Through the Desmond Tutu Center’s, Outspoken and Out Open: A Night of Spoken Words and Poetry, the Indianapolis community is invited to hear these diverse spoken word artists' work and to connect with them on a personal level.
Their poetry provides a creative and powerful way to tell a story through a variety of styles such as rhyme, repetition and even a bit of dance, to spice it up a tad.
“Pain always pushes us forward, a web of hope, fear, pain, confronting our problems in its ugliest honesty,” says 23-year-old Mathew Davis. He's been interested in poetry ever since he was 16 years old. For him, poetry was a way to speak his mind and for others to relate to him. “I feel like people can connect with me because I’m trying to speak what they feel,” says Davis. He believes that art allows one to truly express oneself. Art is universal and is extremely broad, but for Davis, he says that poetry especially speaks on a whole different level because words literally communicate to people.

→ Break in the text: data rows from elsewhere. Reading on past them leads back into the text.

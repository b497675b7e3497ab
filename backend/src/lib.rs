//! Port Day Core - Deterministic Content Generator
//!
//! Turns one integer seed plus tunable configuration into a reproducible
//! day of port content: containers with ground-truth attributes, a task
//! rule deciding which containers are targets, a placement map assigning
//! storage zones, and the ships that carry everything in.
//!
//! # Architecture
//!
//! - **rng**: Deterministic random source with a draw counter
//! - **models**: Domain records (ContainerRecord, ShipRecord)
//! - **rules**: Rule trees, conditions and placement maps
//! - **config**: Generation tuning, content pools, JSON settings
//! - **generation**: The four typed pipeline stages
//! - **orchestrator**: `generate_all` and determinism hashes
//!
//! # Critical Invariants
//!
//! 1. All randomness flows through one seeded `DeterministicRng`
//! 2. Stages run in a fixed order enforced by their argument types
//! 3. Same seed + same config → identical output and draw counts

// Module declarations
pub mod config;
pub mod generation;
pub mod models;
pub mod orchestrator;
pub mod rng;
pub mod rules;

// Re-exports for convenience
pub use config::{ConfigError, GenerationConfig, GeneratorSettings, PoolsConfig, SeedConfig};
pub use generation::DrawCheckpoints;
pub use models::{ContainerFields, ContainerRecord, ShipRecord, NO_ZONE};
pub use orchestrator::{
    generate_all, DeterminismReport, GenerationError, GenerationResult,
};
pub use rng::DeterministicRng;
pub use rules::{
    validate_rule_tree, Connectives, FieldKind, LogicalOperator, PlacementMap, RuleCondition,
    RuleTree, RuleValidationError,
};
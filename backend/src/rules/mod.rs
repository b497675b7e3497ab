// Task rules and placement maps
//
// Architecture:
// - types.rs: Field kinds, logical operators, leaf conditions
// - tree.rs: RuleTree (recursive AND/OR evaluator, description, ID extraction)
// - placement.rs: PlacementMap (key → zone lookup)
// - validation.rs: Structural checks for rule trees

pub mod placement;
pub mod tree;
pub mod types;
pub mod validation;

// Re-export main types for convenience
pub use placement::PlacementMap;
pub use tree::{Connectives, RuleTree};
pub use types::{FieldKind, LogicalOperator, RuleCondition};
pub use validation::{validate_rule_tree, RuleValidationError, RuleValidationResult, MAX_RULE_DEPTH};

His success in writing poetry has led Davis to host open mics for performing arts in the streets of Indianapolis. And his recognizable talent has now led him to speak as one of the artists for Outspoken and Out Open where he will address the topic of conflict and peace.
- Courtesy of Rev. Callie Smith
Rev. Callie Smith received a bachelors in English literature before receiving her Masters of Divinity.
Callie Smith has always loved literature and telling stories. As a child she was regularly involved in church some way or another. Eventually she says she got her calling from God. Smith is a reverend. “I sometimes get weird looks when I tell people that I am a clergyperson,” says Smith. “Not all Christian communities have female clergy; not all Christian communities have women preach or hold leadership.” For Smith, her passion with poetry came before her position in the church, but it is through poetry that she can tell her unique story, shaping her confidence in a male-dominated space. In her spoken word presentation, she will credit those that inspire her and those she views as heroes through prose poem style. “It is an honor to be involved,” says Smith. She believes Sunday's event is an ideal forum for addressing diversity, which she says is very much needed in this community. “The more the city can do to bring diverse people together through the arts, the better.”
With this spoken word tool, those within the city can join and immerse themselves in a one-hour production where they will have the chance to meet people that they would have never met before. This exceptional program supports the mission of the Desmond Tutu Center and the theme of the 2015 Butler ArtsFest: Outlaws and Outsiders. “We wanted to do a program that gives a platform, is interesting, and thought-provoking,” says Ann Ehinger, the program coordinator at the Desmond Tutu Center.
Outspoken and Out Open will be performed at Butler University in the Schrott Center> tomorrow evening (April 19). Admission is free and you can register online.